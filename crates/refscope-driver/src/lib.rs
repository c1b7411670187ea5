// SPDX-License-Identifier: (MIT OR Apache-2.0)
//! Analysis pipeline for stack-only types and reference escape scopes.
//!
//! A [`Compilation`] owns the caches of one run over a bound [`Program`]:
//! the symbol table, type-parameter capabilities and member escape
//! contracts. [`Compilation::run`] validates declarations, then contracts,
//! then every member body, optionally in parallel.

mod compilation;
mod options;
mod output;

pub use compilation::{analyze, Compilation};
pub use options::{AnalyzerOptions, LoadError};
pub use output::AnalysisOutput;

use refscope_ast::Program;

/// Read a bound program from its JSON form.
pub fn load_program(json: &str) -> Result<Program, LoadError> {
    serde_json::from_str(json).map_err(LoadError::Program)
}
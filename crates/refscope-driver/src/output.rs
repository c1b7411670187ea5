// SPDX-License-Identifier: (MIT OR Apache-2.0)
//! Results of one analysis run.

use refscope_diagnostics::formatter::DiagnosticFormatter;
use refscope_diagnostics::json::{to_json_report, to_json_string};
use refscope_diagnostics::{Diagnostic, ToDiagnostic};
use refscope_escape::{EscapeError, EscapeFacts};
use refscope_types::{ErrorClass, TypeError};

#[derive(Debug, Default)]
pub struct AnalysisOutput {
    /// Constraint clause, storage shape and instantiation errors.
    pub declaration_errors: Vec<TypeError>,
    /// Contract errors first, then body errors in program order.
    pub escape_errors: Vec<EscapeError>,
    pub facts: EscapeFacts,
    /// Keys of members whose bodies were not analyzed.
    pub skipped: Vec<String>,
}

impl AnalysisOutput {
    pub fn is_ok(&self) -> bool {
        self.declaration_errors.is_empty() && self.escape_errors.is_empty()
    }

    pub fn error_count(&self) -> usize {
        self.declaration_errors.len() + self.escape_errors.len()
    }

    /// Every error's class, declaration errors first.
    pub fn classes(&self) -> Vec<ErrorClass> {
        self.declaration_errors
            .iter()
            .map(TypeError::class)
            .chain(self.escape_errors.iter().map(EscapeError::class))
            .collect()
    }

    pub fn diagnostics(&self) -> Vec<Diagnostic> {
        self.declaration_errors
            .iter()
            .map(|e| e.to_diagnostic())
            .chain(self.escape_errors.iter().map(|e| e.to_diagnostic()))
            .collect()
    }

    /// Human-readable report against the source the program was bound from.
    pub fn render(&self, source: &str, file: &str) -> String {
        DiagnosticFormatter::new(source)
            .with_file_name(file)
            .format_all(&self.diagnostics())
    }

    pub fn to_json(&self, source: &str, file: &str) -> String {
        to_json_string(&to_json_report(&self.diagnostics(), source, file))
    }
}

Work instruction >> Pull out every line of the records that includes the string "chain".

Completed exercise >>
            .chain(self.escape_errors.iter().map(EscapeError::class))
            .chain(self.escape_errors.iter().map(|e| e.to_diagnostic()))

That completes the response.